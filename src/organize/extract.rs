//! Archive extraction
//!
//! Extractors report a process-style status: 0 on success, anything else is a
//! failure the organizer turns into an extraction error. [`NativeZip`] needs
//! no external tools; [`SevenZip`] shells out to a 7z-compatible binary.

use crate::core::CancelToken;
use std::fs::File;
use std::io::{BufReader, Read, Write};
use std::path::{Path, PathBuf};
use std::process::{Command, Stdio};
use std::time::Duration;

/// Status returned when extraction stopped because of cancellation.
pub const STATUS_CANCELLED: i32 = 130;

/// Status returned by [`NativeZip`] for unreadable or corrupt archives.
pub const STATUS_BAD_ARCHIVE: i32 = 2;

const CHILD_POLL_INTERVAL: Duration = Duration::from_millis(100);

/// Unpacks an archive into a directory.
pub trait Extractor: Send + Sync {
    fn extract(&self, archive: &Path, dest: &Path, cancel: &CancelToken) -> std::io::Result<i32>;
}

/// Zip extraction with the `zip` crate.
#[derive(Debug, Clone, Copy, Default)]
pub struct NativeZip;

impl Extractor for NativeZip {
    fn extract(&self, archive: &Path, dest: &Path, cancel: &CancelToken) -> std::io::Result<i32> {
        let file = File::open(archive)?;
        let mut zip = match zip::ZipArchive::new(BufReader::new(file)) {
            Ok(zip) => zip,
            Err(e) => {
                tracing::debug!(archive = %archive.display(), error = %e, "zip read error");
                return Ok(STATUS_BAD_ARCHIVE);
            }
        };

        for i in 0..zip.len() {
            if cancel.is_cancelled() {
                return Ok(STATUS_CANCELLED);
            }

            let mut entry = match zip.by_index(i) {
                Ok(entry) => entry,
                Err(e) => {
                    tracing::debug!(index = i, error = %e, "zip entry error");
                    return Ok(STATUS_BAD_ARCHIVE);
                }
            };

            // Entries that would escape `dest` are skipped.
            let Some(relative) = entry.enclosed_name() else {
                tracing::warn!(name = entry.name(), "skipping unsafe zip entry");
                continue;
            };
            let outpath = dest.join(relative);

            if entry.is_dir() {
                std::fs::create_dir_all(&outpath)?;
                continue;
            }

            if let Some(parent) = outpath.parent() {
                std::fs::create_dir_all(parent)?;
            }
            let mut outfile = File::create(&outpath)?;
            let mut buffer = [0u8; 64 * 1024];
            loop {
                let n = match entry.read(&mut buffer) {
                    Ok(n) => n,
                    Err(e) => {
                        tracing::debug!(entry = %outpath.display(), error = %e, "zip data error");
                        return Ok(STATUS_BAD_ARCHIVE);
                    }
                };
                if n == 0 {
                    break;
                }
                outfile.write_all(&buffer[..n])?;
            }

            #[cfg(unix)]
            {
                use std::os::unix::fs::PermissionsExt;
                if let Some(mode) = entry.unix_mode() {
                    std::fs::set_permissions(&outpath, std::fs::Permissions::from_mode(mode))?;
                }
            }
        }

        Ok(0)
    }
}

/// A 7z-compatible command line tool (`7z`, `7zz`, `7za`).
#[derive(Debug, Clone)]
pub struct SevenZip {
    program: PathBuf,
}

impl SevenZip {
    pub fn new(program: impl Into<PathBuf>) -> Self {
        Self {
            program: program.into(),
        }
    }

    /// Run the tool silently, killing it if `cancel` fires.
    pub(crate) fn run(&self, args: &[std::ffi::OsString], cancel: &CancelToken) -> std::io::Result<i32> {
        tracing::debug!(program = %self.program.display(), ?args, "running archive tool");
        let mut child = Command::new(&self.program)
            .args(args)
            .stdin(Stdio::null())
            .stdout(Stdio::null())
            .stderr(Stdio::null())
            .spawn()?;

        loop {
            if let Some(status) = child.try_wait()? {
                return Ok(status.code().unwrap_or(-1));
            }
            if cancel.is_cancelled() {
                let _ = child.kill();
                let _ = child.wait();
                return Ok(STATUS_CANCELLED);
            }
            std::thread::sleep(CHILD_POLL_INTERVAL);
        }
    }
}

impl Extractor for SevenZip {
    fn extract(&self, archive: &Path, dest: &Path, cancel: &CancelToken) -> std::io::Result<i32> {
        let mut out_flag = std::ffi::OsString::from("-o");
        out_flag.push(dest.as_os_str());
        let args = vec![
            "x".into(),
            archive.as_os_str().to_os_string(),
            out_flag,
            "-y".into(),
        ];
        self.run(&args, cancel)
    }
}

## Instructions for the task
Where in the entries does the word "BufReader" occur? Copy out each line that has it.

## Finished task
use std::io::{BufReader, Read, Write};
        let mut zip = match zip::ZipArchive::new(BufReader::new(file)) {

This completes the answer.